«_ Tu ne me parles plus.
_ J’aime le silence.
_ Mais pas tout le temps!
_ A travers le bruit du vide je parcours tes formes en secret. J’admire ta beauté, je m’approche d’un peu plus près. Sans rien dire, je me concentre sur tes contours, tes yeux perçants, ton nez, tes lèvres, tes joues rougissant. Tu ne m’entends pas mais dans moi je parle, je danse sur mes mots. Je te dis que je t’aime, par le biais de mes yeux qui dégagent une lumière particulière. Une lumière qui ne se dégage pour personne sinon toi, petite, celle que j’aime et aimerai toujours.

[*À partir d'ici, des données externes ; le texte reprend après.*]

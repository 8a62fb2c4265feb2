//! Per-client token bucket throttling
//!
//! Applied to the OTP endpoints, where every request can trigger an email
//! or burn a verification attempt.

use axum::{
    extract::{Request, State},
    http::{header, HeaderMap},
    middleware::Next,
    response::{IntoResponse, Response},
};
use std::{collections::HashMap, sync::Arc, time::Instant};
use tokio::sync::Mutex;

use crate::error::ApiError;

#[derive(Debug, Clone)]
struct TokenBucket {
    tokens: f64,
    last_update: Instant,
}

impl TokenBucket {
    fn full(capacity: f64) -> Self {
        Self {
            tokens: capacity,
            last_update: Instant::now(),
        }
    }

    fn try_take(&mut self, refill_per_second: f64, capacity: f64) -> bool {
        let now = Instant::now();
        let elapsed = now.duration_since(self.last_update).as_secs_f64();
        self.tokens = (self.tokens + elapsed * refill_per_second).min(capacity);
        self.last_update = now;

        if self.tokens >= 1.0 {
            self.tokens -= 1.0;
            true
        } else {
            false
        }
    }
}

/// Shared limiter state; clones share buckets
#[derive(Clone)]
pub struct RateLimiter {
    buckets: Arc<Mutex<HashMap<String, TokenBucket>>>,
    refill_per_second: f64,
    capacity: f64,
}

impl RateLimiter {
    /// `per_minute` requests per client, with bursts up to the same amount
    pub fn per_minute(per_minute: u32) -> Self {
        let capacity = f64::from(per_minute.max(1));
        Self {
            buckets: Arc::new(Mutex::new(HashMap::new())),
            refill_per_second: capacity / 60.0,
            capacity,
        }
    }

    pub async fn check(&self, key: &str) -> bool {
        let mut buckets = self.buckets.lock().await;
        buckets
            .entry(key.to_string())
            .or_insert_with(|| TokenBucket::full(self.capacity))
            .try_take(self.refill_per_second, self.capacity)
    }

    /// Drop buckets idle for longer than `max_age`
    pub async fn cleanup(&self, max_age: std::time::Duration) {
        let now = Instant::now();
        self.buckets
            .lock()
            .await
            .retain(|_, bucket| now.duration_since(bucket.last_update) < max_age);
    }
}

/// `axum::middleware::from_fn_with_state` handler
pub async fn throttle(State(limiter): State<RateLimiter>, request: Request, next: Next) -> Response {
    let client = client_key(request.headers());
    if !limiter.check(&client).await {
        tracing::warn!(client = %client, path = %request.uri().path(), "Rate limit exceeded");
        let mut response = ApiError::TooManyRequests.into_response();
        response
            .headers_mut()
            .insert(header::RETRY_AFTER, header::HeaderValue::from_static("60"));
        return response;
    }
    next.run(request).await
}

/// Client identity from proxy headers
pub(crate) fn client_key(headers: &HeaderMap) -> String {
    headers
        .get("x-forwarded-for")
        .and_then(|h| h.to_str().ok())
        .and_then(|s| s.split(',').next())
        .or_else(|| headers.get("x-real-ip").and_then(|h| h.to_str().ok()))
        .map(|s| s.trim().to_string())
        .filter(|s| !s.is_empty())
        .unwrap_or_else(|| "unknown".to_string())
}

_ Que c’est beau. Pourquoi ne me dis-tu pas «Je t’aime» à voix haute quand même?
_ Cela perdrait son sens. Si à travers le regard tu parviens à comprendre l’amour de l’autre alors cela signifie que cet amour est vrai. Les mots ne suffisent et d’ailleurs n’existent même pas pour décrire ce sentiment d’amour profond. Cette peur de perdre l’autre. Cette envie d’être à ses côtés. Ce sentiments d’être pauvre quand une des moitiés part, ce sentiment d’être aimé malgré les regards.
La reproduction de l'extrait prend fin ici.